Work instructions: Transcribe the records in full, keeping every word exactly as given.

Extracted material:
>>
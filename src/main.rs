use std::env;

use anyhow::Context;
use squad_draw::http::{router, AppState};

#[tokio::main]
async fn main() -> anyhow::Result<()> {
    squad_draw::logger::init();

    let config_path = env::var("CONFIG_PATH").unwrap_or_else(|_| "config.json".to_string());
    let port = env::var("PORT").unwrap_or_else(|_| "8080".to_string());
    let addr = format!("0.0.0.0:{port}");

    let state = AppState::new(&config_path);
    let listener = tokio::net::TcpListener::bind(&addr)
        .await
        .with_context(|| format!("failed to bind {addr}"))?;

    tracing::info!(%addr, config = %config_path, "server starting");
    axum::serve(listener, router(state))
        .await
        .context("server error")?;

    Ok(())
}
use tracing_subscriber::{layer::SubscriberExt, util::SubscriberInitExt, EnvFilter};

/// Initialize the global tracing subscriber for the server binary.
///
/// `RUST_LOG` overrides the default `info` filter.
pub fn init() {
    let filter = EnvFilter::try_from_default_env()
        .unwrap_or_else(|_| EnvFilter::new("info"));

    tracing_subscriber::registry()
        .with(filter)
        .with(
            tracing_subscriber::fmt::layer()
                .with_target(false)
                .compact(),
        )
        .init();
}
<<
Result:
filename src/main.rs
use std::env;

use anyhow::Context;
use squad_draw::http::{router, AppState};

#[tokio::main]
async fn main() -> anyhow::Result<()> {
    squad_draw::logger::init();

    let config_path = env::var("CONFIG_PATH").unwrap_or_else(|_| "config.json".to_string());
    let port = env::var("PORT").unwrap_or_else(|_| "8080".to_string());
    let addr = format!("0.0.0.0:{port}");

    let state = AppState::new(&config_path);
    let listener = tokio::net::TcpListener::bind(&addr)
        .await
        .with_context(|| format!("failed to bind {addr}"))?;

    tracing::info!(%addr, config = %config_path, "server starting");
    axum::serve(listener, router(state))
        .await
        .context("server error")?;

    Ok(())
}
use tracing_subscriber::{layer::SubscriberExt, util::SubscriberInitExt, EnvFilter};

/// Initialize the global tracing subscriber for the server binary.
///
/// `RUST_LOG` overrides the default `info` filter.
pub fn init() {
    let filter = EnvFilter::try_from_default_env()
        .unwrap_or_else(|_| EnvFilter::new("info"));

    tracing_subscriber::registry()
        .with(filter)
        .with(
            tracing_subscriber::fmt::layer()
                .with_target(false)
                .compact(),
        )
        .init();
}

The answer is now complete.